= Isa ibn Ali al-Asadi =

Muslim writer (died 1262)

First page in the Escorial manuscript of al-Jamhara fī ʿulūm al-bayzara

Abu ʾl-Rūḥ ʿĪsā ibn ʿAlī ibn Ḥassān al-Asadī (died 1262) was a Muslim writer. Ibn Manglī describes him as an expert on hunting who lived in the 6th century since the Hijra (1100s) under the Ayyubid dynasty. Between 1237 and 1242, after 23 years of traveling throughout the Islamic world, he wrote an encyclopaedia on falconry, al-Jamhara fī ʿulūm al-bayzara. It contains 578 chapters on hunting birds and other animals (hunting dogs, cheetahs) used in falconry; the history of falconry, including celebrated anecdotes; the health, training and veterinary care of birds; the legal and religious position of falconry in the Islamic world; and falconers' sayings and poems. It was at the time the most comprehensive work on hunting in Arabic.
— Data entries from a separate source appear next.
//! Abbreviation trie for backward scanning
//!
//! Compact trie stored in a contiguous node array. Lookups walk the
//! token that precedes a dot and never allocate.

use std::collections::HashMap;

/// Compact trie node using array indices instead of pointers
#[derive(Debug, Clone, Default)]
struct TrieNode {
    /// Child nodes: char -> node index
    children: HashMap<char, u32>,
    /// Whether this node marks end of abbreviation
    is_end: bool,
}

/// Case-insensitive abbreviation trie
#[derive(Debug, Clone)]
pub struct Trie {
    nodes: Vec<TrieNode>,
}

impl Default for Trie {
    fn default() -> Self {
        Self::new()
    }
}

impl Trie {
    /// Create empty trie
    pub fn new() -> Self {
        Self {
            nodes: vec![TrieNode::default()],
        }
    }

    /// Build from configuration categories
    pub fn from_categories(categories: &HashMap<String, Vec<String>>) -> Self {
        let mut trie = Self::new();
        for abbreviations in categories.values() {
            trie.extend(abbreviations.iter().map(String::as_str));
        }
        trie
    }

    /// Insert every abbreviation from an iterator
    pub fn extend<'a>(&mut self, abbreviations: impl IntoIterator<Item = &'a str>) {
        for abbr in abbreviations {
            let abbr = abbr.trim().trim_end_matches('.');
            if abbr.is_empty() {
                continue;
            }
            self.insert(abbr);

            // "U.S.A" also matches at the dots after "U" and "U.S"
            for (idx, ch) in abbr.char_indices() {
                if ch == '.' && idx > 0 {
                    self.insert(&abbr[..idx]);
                }
            }
        }
    }

    /// Insert a single abbreviation (without its final dot)
    pub fn insert(&mut self, abbreviation: &str) {
        let mut current_idx = 0u32;

        for ch in abbreviation.chars().flat_map(char::to_lowercase) {
            let next_idx = match self.nodes[current_idx as usize].children.get(&ch) {
                Some(&child_idx) => child_idx,
                None => {
                    let new_idx = self.nodes.len() as u32;
                    self.nodes.push(TrieNode::default());
                    self.nodes[current_idx as usize]
                        .children
                        .insert(ch, new_idx);
                    new_idx
                }
            };
            current_idx = next_idx;
        }

        self.nodes[current_idx as usize].is_end = true;
    }

    /// Check whether the token ending right before `chars[dot_idx]` is an abbreviation
    ///
    /// The token is the maximal run of letters and interior dots before the dot.
    pub fn find_abbrev(&self, chars: &[char], dot_idx: usize) -> bool {
        if dot_idx == 0 || dot_idx >= chars.len() || chars[dot_idx] != '.' {
            return false;
        }

        let mut start = dot_idx;
        while start > 0 {
            let prev = chars[start - 1];
            let interior_dot = prev == '.' && start >= 2 && chars[start - 2].is_alphabetic();
            if prev.is_alphabetic() || interior_dot {
                start -= 1;
            } else {
                break;
            }
        }

        let token = &chars[start..dot_idx];
        match token.first() {
            Some(first) if first.is_alphabetic() => self.match_at(token),
            _ => false,
        }
    }

    /// Check if the char slice matches an abbreviation exactly
    fn match_at(&self, chars: &[char]) -> bool {
        let mut current_idx = 0u32;

        for ch in chars.iter().flat_map(|c| c.to_lowercase()) {
            match self.nodes[current_idx as usize].children.get(&ch) {
                Some(&next_idx) => current_idx = next_idx,
                None => return false,
            }
        }

        self.nodes[current_idx as usize].is_end
    }
}

#[cfg(test)]
mod tests {
    use super::*;

    fn chars(text: &str) -> Vec<char> {
        text.chars().collect()
    }

    #[test]
    fn test_basic_abbreviations() {
        let mut trie = Trie::new();
        trie.extend(["Dr", "Mr", "U.S"]);

        assert!(trie.find_abbrev(&chars("Dr."), 2));
        assert!(trie.find_abbrev(&chars("Mr."), 2));
        assert!(trie.find_abbrev(&chars("Hello Dr."), 8));
        assert!(!trie.find_abbrev(&chars("Ms."), 2));
        assert!(!trie.find_abbrev(&chars("Drive."), 5));
    }

    #[test]
    fn test_multi_period_abbreviations() {
        let mut categories = HashMap::new();
        categories.insert(
            "locations".to_string(),
            vec!["U.S".to_string(), "U.S.A".to_string()],
        );
        let trie = Trie::from_categories(&categories);

        assert!(trie.find_abbrev(&chars("U."), 1), "prefix 'U'");
        assert!(trie.find_abbrev(&chars("U.S."), 3), "full 'U.S'");
        assert!(trie.find_abbrev(&chars("U.S.A."), 5), "full 'U.S.A'");
        assert!(trie.find_abbrev(&chars("from the U.S."), 12));
    }

    #[test]
    fn test_case_insensitive() {
        let mut trie = Trie::new();
        trie.insert("Dr");

        assert!(trie.find_abbrev(&chars("dr."), 2));
        assert!(trie.find_abbrev(&chars("DR."), 2));
        assert!(trie.find_abbrev(&chars("Dr."), 2));
    }

    #[test]
    fn test_trailing_dot_in_entry_is_ignored() {
        let mut trie = Trie::new();
        trie.extend(["etc.", "  ", ""]);

        assert!(trie.find_abbrev(&chars("apples, pears etc."), 17));
        assert!(!trie.find_abbrev(&chars("et."), 2));
    }

    #[test]
    fn test_non_letter_token_never_matches() {
        let mut trie = Trie::new();
        trie.insert("Dr");

        assert!(!trie.find_abbrev(&chars("42."), 2));
        assert!(!trie.find_abbrev(&chars("."), 0));
        assert!(!trie.find_abbrev(&chars("Dr!"), 2));
    }
}
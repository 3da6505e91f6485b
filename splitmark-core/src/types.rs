//! Data model shared by every pipeline stage
//!
//! Paragraphs and documents are produced once by the I/O layer and only
//! read by the engine. Offsets are character offsets into the *logical
//! text*: every paragraph's text concatenated without separators.

use serde::{Deserialize, Serialize};

/// Structural role of a paragraph
#[derive(Debug, Clone, Copy, PartialEq, Eq, Hash, Default, Serialize, Deserialize)]
#[serde(rename_all = "lowercase")]
pub enum StyleTag {
    /// Section or document heading
    Heading,
    /// Ordinary body text
    #[default]
    Body,
    /// Anything else (captions, table text, ...)
    Other,
}

impl StyleTag {
    /// Map a word-processor style name to a tag
    ///
    /// `Heading 1`, `heading2`, `Title` and the Chinese `标题 1` style
    /// names are headings, `Normal`/`Body Text` are body text.
    pub fn from_style_name(name: &str) -> Self {
        let name = name.trim();
        let lower = name.to_lowercase();
        if lower.starts_with("heading") || lower == "title" || name.starts_with("标题") {
            StyleTag::Heading
        } else if lower.is_empty() || lower == "normal" || lower.starts_with("body") {
            StyleTag::Body
        } else {
            StyleTag::Other
        }
    }
}

/// One paragraph of a document
#[derive(Debug, Clone, PartialEq, Eq, Serialize, Deserialize)]
pub struct Paragraph {
    /// Paragraph text as measured by the engine
    pub text: String,
    /// Structural role
    pub style_tag: StyleTag,
    /// Position in the document (0-based, contiguous)
    pub index: usize,
    /// Character count of the text as it appeared in the source
    pub raw_length: usize,
}

impl Paragraph {
    /// Create a paragraph whose raw length equals its text length
    pub fn new(index: usize, text: impl Into<String>, style_tag: StyleTag) -> Self {
        let text = text.into();
        let raw_length = text.chars().count();
        Self {
            text,
            style_tag,
            index,
            raw_length,
        }
    }

    /// Record the untrimmed source length
    pub fn with_raw_length(mut self, raw_length: usize) -> Self {
        self.raw_length = raw_length;
        self
    }

    /// Length of `text` in characters
    pub fn char_len(&self) -> usize {
        self.text.chars().count()
    }
}

/// Ordered paragraph sequence
///
/// Construction keeps paragraph indices contiguous and 0-based.
#[derive(Debug, Clone, Default, PartialEq, Eq, Serialize)]
pub struct Document {
    paragraphs: Vec<Paragraph>,
}

impl Document {
    /// Create an empty document
    pub fn new() -> Self {
        Self::default()
    }

    /// Create from paragraphs, renumbering them by position
    pub fn from_paragraphs(paragraphs: Vec<Paragraph>) -> Self {
        let paragraphs = paragraphs
            .into_iter()
            .enumerate()
            .map(|(index, paragraph)| Paragraph { index, ..paragraph })
            .collect();
        Self { paragraphs }
    }

    /// Append a paragraph and return its index
    pub fn push(&mut self, text: impl Into<String>, style_tag: StyleTag) -> usize {
        let index = self.paragraphs.len();
        self.paragraphs.push(Paragraph::new(index, text, style_tag));
        index
    }

    /// Builder-style variant of [`Document::push`]
    pub fn with_paragraph(mut self, text: impl Into<String>, style_tag: StyleTag) -> Self {
        self.push(text, style_tag);
        self
    }

    pub fn paragraphs(&self) -> &[Paragraph] {
        &self.paragraphs
    }

    pub fn len(&self) -> usize {
        self.paragraphs.len()
    }

    pub fn is_empty(&self) -> bool {
        self.paragraphs.is_empty()
    }

    /// Concatenated paragraph texts
    pub fn logical_text(&self) -> String {
        self.paragraphs.iter().map(|p| p.text.as_str()).collect()
    }

    /// Length of the logical text in characters
    pub fn char_len(&self) -> usize {
        self.paragraphs.iter().map(Paragraph::char_len).sum()
    }
}

/// Paragraph spans in the logical text
///
/// Paragraph `i` covers the half-open character range `start(i)..end(i)`.
#[derive(Debug, Clone, PartialEq, Eq)]
pub struct ParagraphSpans {
    ends: Vec<usize>,
}

impl ParagraphSpans {
    /// Build from paragraph lengths in characters
    pub fn from_lengths(lengths: impl IntoIterator<Item = usize>) -> Self {
        let ends = lengths
            .into_iter()
            .scan(0usize, |acc, len| {
                *acc += len;
                Some(*acc)
            })
            .collect();
        Self { ends }
    }

    pub fn from_document(document: &Document) -> Self {
        Self::from_lengths(document.paragraphs().iter().map(Paragraph::char_len))
    }

    pub fn len(&self) -> usize {
        self.ends.len()
    }

    pub fn is_empty(&self) -> bool {
        self.ends.is_empty()
    }

    pub fn start(&self, index: usize) -> usize {
        index
            .checked_sub(1)
            .and_then(|prev| self.ends.get(prev).copied())
            .unwrap_or(0)
    }

    /// Offset of the boundary after paragraph `index`
    pub fn end(&self, index: usize) -> usize {
        self.ends.get(index).copied().unwrap_or_else(|| self.total())
    }

    /// Length of the logical text
    pub fn total(&self) -> usize {
        self.ends.last().copied().unwrap_or(0)
    }

    /// Paragraph whose span `(start, end]` contains `offset`
    ///
    /// Offset 0 maps to paragraph 0. Offsets past the end map to the
    /// last paragraph.
    pub fn paragraph_at(&self, offset: usize) -> usize {
        self.ends
            .partition_point(|&end| end < offset)
            .min(self.ends.len().saturating_sub(1))
    }

    /// Indices of the paragraphs intersecting the closed range `lo..=hi`
    pub fn overlapping(&self, lo: usize, hi: usize) -> std::ops::Range<usize> {
        let first = self.ends.partition_point(|&end| end < lo);
        let last = self.ends.partition_point(|&end| end < hi);
        first..(last + 1).min(self.ends.len())
    }
}

/// Dominant script of a paragraph
#[derive(Debug, Clone, Copy, PartialEq, Eq, Hash, Serialize, Deserialize)]
#[serde(rename_all = "lowercase")]
pub enum LanguageHint {
    /// Chinese, Japanese or Korean
    Cjk,
    /// Latin script
    Latin,
    /// Neither dominates
    Mixed,
}

/// Derived per-paragraph features
#[derive(Debug, Clone, Copy, PartialEq, Eq, Serialize)]
pub struct FeatureRecord {
    pub is_heading: bool,
    pub ends_with_sentence_terminator: bool,
    pub char_length: usize,
    pub is_empty: bool,
    pub language_hint: LanguageHint,
    /// Bullet or numbered list opener
    pub is_list_item: bool,
}

/// A scored boundary after a paragraph
#[derive(Debug, Clone, Copy, PartialEq, Serialize)]
pub struct SplitCandidate {
    pub after_paragraph_index: usize,
    pub score: f64,
    pub accumulated_length: usize,
}

/// Why a split was emitted
#[derive(Debug, Clone, Copy, PartialEq, Eq, Hash, Serialize, Deserialize)]
#[serde(rename_all = "snake_case")]
pub enum SplitKind {
    /// Best-scoring candidate of its window
    Scored,
    /// Closed early so the next paragraph fits under `max_length`
    Forced,
    /// After a paragraph that alone exceeds `max_length`
    Oversized,
    /// Right before a heading, when headings always start a segment
    Heading,
    /// End of the document
    DocumentEnd,
}

/// What the boundary corrector did with a split
#[derive(Debug, Clone, Copy, PartialEq, Eq, Hash, Serialize, Deserialize)]
#[serde(rename_all = "snake_case", tag = "status")]
pub enum Correction {
    /// Already on a sentence boundary
    Exact,
    /// Moved to the nearest sentence boundary
    Snapped {
        /// Offset chosen by the selector
        from: usize,
    },
    /// No boundary inside the window; offset kept
    Uncorrected,
    /// Never moved (oversized, heading and document-end splits)
    Pinned,
}

/// Final output unit: a split at a logical-text offset
#[derive(Debug, Clone, Copy, PartialEq, Eq, Hash, Serialize, Deserialize)]
pub struct SplitDecision {
    /// Character offset in the logical text
    pub offset: usize,
    /// Paragraph whose span `(start, end]` contains the offset
    pub source_paragraph_index: usize,
    pub kind: SplitKind,
    pub correction: Correction,
}

/// Non-fatal observations made while segmenting
#[derive(Debug, Clone, PartialEq, Eq, Serialize, Deserialize)]
#[serde(rename_all = "snake_case", tag = "kind")]
pub enum Diagnostic {
    /// A split could not be moved onto a sentence boundary
    DegradedSplit {
        offset: usize,
        paragraph_index: usize,
    },
    /// A single paragraph is longer than `max_length`
    OversizedParagraph {
        paragraph_index: usize,
        length: usize,
        max_length: usize,
    },
    /// A segment was closed below `min_length` to respect `max_length`
    UndersizedSegment {
        start_offset: usize,
        end_offset: usize,
        min_length: usize,
    },
}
There are five surviving manuscripts of the Jamhara known. Manuscript 3814 in the Hagia Sophia dates to 1273. There is no printed edition of the text, although three chapters on the use of the raven (Corvus ruficollis) have been translated into French by François Viré from a manuscript of 1589, now Árabe 903 in the Escorial, which contains 302 folios. Select chapters of the Jamhara have also been translated into English directly from manuscript. The Jamhara was used as a base text by Ibn Manglī for his own hunting treatise, Uns al-malā bi-waḥsh al-falā, completed in 1371–1372. Ibn Manglī criticizes al-Asadī for his scepticism. After describing how vultures soak themselves in lakes, cover themselves in sand and then shake the sand off themselves into the eyes of wild asses in order to trap them, Ibn Manglī notes that al-Asadī rejects such stories.